Here are my current recommendations for BIF with a K-3:
TAv mode:
- Set aperture for sharpest MTF - f/5.6 with the DA*300, f/8 if you're also using the TC. Shoot at f/8 with 55-300mm, do not use a TC. If you're shooting in dim conditions, the DA*300 is acceptable wide open, even with the TC. The 55-300 is unacceptably soft wide open.
- Shutter speed according to conditions. I find 1/1000s works most of the time. Never go below 1/500s. Don't be afraid to push ISO. Noise is correctable, motion blur is not
AF-C, Hi-Speed continuous burst:
Center AF point, with 25 point expansion
Center-weighted metering, add 0.5EV compensation, fine tune in p-p
Shake reduction off

Custom Menu Parameter Settings:
16. 1st frame action in AF-C - Focus priority (make sure focus is on the target before shooting, or you'll have a string of misses)
17. Action in AF-C Continuous - Focus Priority
18. Hold AF status - Medium, bump up to High if required. IME, AF Low allows focus to drift to the background too readily.

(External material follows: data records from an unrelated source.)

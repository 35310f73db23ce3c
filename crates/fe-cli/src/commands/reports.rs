use fe_core::catalog::{CatalogError, ReportModule};
use fe_core::config::Config;
use fe_core::plan::PlanTier;

/// Toggle `select` on top of the configured default modules for `tier`.
/// Locked modules are reported, not fatal; unknown ids are.
pub fn render(tier: PlanTier, cfg: &Config, select: &[String]) -> anyhow::Result<String> {
    let mut selection = cfg.reports.selection()?;
    let mut refused = Vec::new();
    for id in select {
        let module: ReportModule = id.parse()?;
        match selection.toggle(tier, module) {
            Ok(_) => {}
            Err(CatalogError::PremiumLocked(name)) => refused.push(name),
            Err(e) => return Err(e.into()),
        }
    }

    let mut out = vec![format!("Report modules  ({})", tier.display_label())];
    for module in ReportModule::ALL {
        let mark = if selection.contains(module) { "[x]" } else { "[ ]" };
        let lock = if module.premium() && !tier.has_premium_access() { "  PRO" } else { "" };
        out.push(format!(
            "{mark} {:<22} {} pages{lock}",
            module.name(),
            module.pages()
        ));
    }
    out.push(String::new());
    out.push(format!(
        "{} selected · ~{} pages",
        selection.modules().len(),
        selection.total_pages()
    ));
    for name in refused {
        out.push(format!("skipped {name}: requires the Pro plan"));
    }
    Ok(out.join("\n"))
}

Read more at: https://www.pentaxforums.com/forums/38-photographic-technique/317498-birds-fl...#ixzz45bs8GE68
Thanks for this highly detailed post.

I realize that I am presently only using a small part of what the K3 AF system has to offer, and the reason is that I am slowly getting acquainted with its basics.
I can't even get 50% of my shots (stationary) in perfect focus yet. I thin it's getting better because the first 200 shots were a total mess.
Sure enough, there will be soon time when I will "have to use" something other than spot AF.
What I did though is to copy/paste this post of yours in a Word DOC for reference. I'm sure this will come in handy very soon when the marshes and small lakes unthaw. (still darn too cols here still at this time of the year .... Mother Nature not cooperating much at all in 2016! )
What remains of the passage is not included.